Note how many lines of the data below hold the word "klingon", then give that number with no other text.

(ENTRIES SUPPLIED Opens)

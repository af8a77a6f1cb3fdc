//! Integration tests for the `syngrep` binary
//!
//! Drives the built executable over a temporary project.

use std::fs;
use std::io::Write;
use std::process::{Command, Output, Stdio};
use tempfile::TempDir;

fn syngrep() -> Command {
    let mut command = Command::new(env!("CARGO_BIN_EXE_syngrep"));
    command.env_remove("SYNGREP_CONFIG").env_remove("RUST_LOG");
    command
}

fn stdout(output: &Output) -> String {
    String::from_utf8_lossy(&output.stdout).into_owned()
}

fn stderr(output: &Output) -> String {
    String::from_utf8_lossy(&output.stderr).into_owned()
}

/// Helper to create a small Python project
fn setup_project() -> TempDir {
    let dir = TempDir::new().unwrap();
    fs::create_dir_all(dir.path().join("pkg")).unwrap();
    fs::write(
        dir.path().join("pkg/a.py"),
        "def greet(name):\n    print(name)\n\nprint(\"top\")\n",
    )
    .unwrap();
    fs::write(dir.path().join("pkg/b.py"), "print(1)\nprint(2)\n").unwrap();
    fs::write(dir.path().join("pkg/c.js"), "print(3);\n").unwrap();
    dir
}

#[test]
fn test_help_lists_commands() {
    let output = syngrep().arg("--help").output().unwrap();

    assert!(output.status.success());
    let text = stdout(&output);
    for command in ["dump", "test-rule", "run", "scan"] {
        assert!(text.contains(command), "missing {command} in help");
    }
}

#[test]
fn test_run_text_output() {
    let dir = setup_project();
    let output = syngrep()
        .args(["run", "--pattern", "print($A)", "--lang", "python"])
        .arg(dir.path())
        .output()
        .unwrap();

    assert!(output.status.success(), "{}", stderr(&output));
    let text = stdout(&output);
    assert!(text.starts_with("Found 4 matches:"));
    assert!(text.contains("a.py:2\nprint(name)"));
    assert!(text.contains("b.py:2\nprint(2)"));
    assert!(!text.contains("print(3)"));
}

#[test]
fn test_run_max_results_keeps_file_order() {
    let dir = setup_project();
    let output = syngrep()
        .args(["run", "-p", "print($A)", "-l", "python", "--max-results", "3", "--json"])
        .arg(dir.path())
        .output()
        .unwrap();

    assert!(output.status.success(), "{}", stderr(&output));
    let matches: serde_json::Value = serde_json::from_slice(&output.stdout).unwrap();
    let texts: Vec<_> = matches
        .as_array()
        .unwrap()
        .iter()
        .map(|m| m["text"].as_str().unwrap().to_string())
        .collect();
    assert_eq!(texts, vec!["print(name)", "print(\"top\")", "print(1)"]);
}

#[test]
fn test_run_paginates() {
    let dir = setup_project();
    let output = syngrep()
        .args(["run", "-p", "print($A)", "-l", "python", "--offset", "1", "--limit", "2", "--json"])
        .arg(dir.path())
        .output()
        .unwrap();

    assert!(output.status.success(), "{}", stderr(&output));
    let page: serde_json::Value = serde_json::from_slice(&output.stdout).unwrap();
    assert_eq!(page["metadata"]["total_matches"], 4);
    assert_eq!(page["metadata"]["returned"], 2);
    assert_eq!(page["metadata"]["has_more"], true);
    assert_eq!(page["results"][0]["text"], "print(\"top\")");
}

#[test]
fn test_zero_limit_is_rejected() {
    let dir = setup_project();
    let output = syngrep()
        .args(["run", "-p", "print($A)", "-l", "python", "--limit", "0"])
        .arg(dir.path())
        .output()
        .unwrap();

    assert!(!output.status.success());
    assert!(stderr(&output).contains("limit"));
}

#[test]
fn test_scan_with_inline_rule() {
    let dir = setup_project();
    let rule = "id: print-in-def\nlanguage: python\nrule:\n  pattern: print($A)\n  inside:\n    kind: function_definition\n    stopBy: end\n";
    let output = syngrep()
        .args(["scan", "--inline-rules", rule, "--json"])
        .arg(dir.path())
        .output()
        .unwrap();

    assert!(output.status.success(), "{}", stderr(&output));
    let matches: serde_json::Value = serde_json::from_slice(&output.stdout).unwrap();
    assert_eq!(matches.as_array().unwrap().len(), 1);
    assert_eq!(matches[0]["ruleId"], "print-in-def");
    assert_eq!(matches[0]["metaVariables"]["single"]["A"]["text"], "name");
}

#[test]
fn test_scan_with_rule_file() {
    let dir = setup_project();
    let rule_path = dir.path().join("rule.yml");
    fs::write(&rule_path, "language: javascript\nrule:\n  pattern: print($A)\n").unwrap();

    let output = syngrep()
        .args(["scan", "--rule"])
        .arg(&rule_path)
        .arg(dir.path())
        .output()
        .unwrap();

    assert!(output.status.success(), "{}", stderr(&output));
    assert!(stdout(&output).starts_with("Found 1 matches:"));
}

#[test]
fn test_unknown_kind_fails() {
    let dir = setup_project();
    let output = syngrep()
        .args(["scan", "--inline-rules", "language: python\nrule:\n  kind: functoin_definition\n"])
        .arg(dir.path())
        .output()
        .unwrap();

    assert!(!output.status.success());
    assert!(stderr(&output).contains("functoin_definition"));
}

#[test]
fn test_unsupported_language_fails() {
    let output = syngrep()
        .args(["dump", "--lang", "klingon", "x"])
        .output()
        .unwrap();

    assert!(!output.status.success());
    assert!(stderr(&output).contains("klingon"));
}

#[test]
fn test_dump_reads_stdin() {
    let mut child = syngrep()
        .args(["dump", "--lang", "python", "--format", "ast"])
        .stdin(Stdio::piped())
        .stdout(Stdio::piped())
        .stderr(Stdio::piped())
        .spawn()
        .unwrap();
    child.stdin.take().unwrap().write_all(b"x = 1\n").unwrap();
    let output = child.wait_with_output().unwrap();

    assert!(output.status.success(), "{}", stderr(&output));
    let text = stdout(&output);
    assert!(text.starts_with("module (0,0)-(1,0)\n"));
    assert!(text.contains("left: identifier (0,0)-(0,1) `x`"));
}

#[test]
fn test_test_rule_reports_matches() {
    let output = syngrep()
        .args([
            "test-rule",
            "--inline-rules",
            "id: no-eq\nlanguage: javascript\nrule:\n  pattern: $A == $B\n",
            "if (a == b) {}\nif (a === b) {}\n",
        ])
        .output()
        .unwrap();

    assert!(output.status.success(), "{}", stderr(&output));
    let text = stdout(&output);
    assert!(text.starts_with("Found 1 matches:"));
    assert!(text.contains("<input>:1\na == b"));
}

#[test]
fn test_test_rule_without_matches_prints_hint() {
    let output = syngrep()
        .args([
            "test-rule",
            "--inline-rules",
            "language: python\nrule:\n  kind: integer\n  inside:\n    kind: module\n",
            "x = [1]\n",
        ])
        .output()
        .unwrap();

    assert!(output.status.success());
    assert_eq!(stdout(&output).trim(), "No matches found");
    assert!(stderr(&output).contains("stopBy: end"));
}

#[test]
fn test_missing_config_file_fails() {
    let dir = setup_project();
    let output = syngrep()
        .args(["--config"])
        .arg(dir.path().join("nope.yaml"))
        .args(["run", "-p", "print($A)", "-l", "python"])
        .arg(dir.path())
        .output()
        .unwrap();

    assert!(!output.status.success());
    assert!(stderr(&output).contains("does not exist"));
}

#[test]
fn test_config_ignore_globs_apply() {
    let dir = setup_project();
    let config = dir.path().join("sgconfig.yaml");
    fs::write(&config, "ignore:\n  - \"**/b.py\"\n").unwrap();

    let output = syngrep()
        .env("SYNGREP_CONFIG", &config)
        .args(["run", "-p", "print($A)", "-l", "python"])
        .arg(dir.path())
        .output()
        .unwrap();

    assert!(output.status.success(), "{}", stderr(&output));
    assert!(stdout(&output).starts_with("Found 2 matches:"));
}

(ENTRIES SUPPLIED Closes)

**RESULT OF THE TASK**
2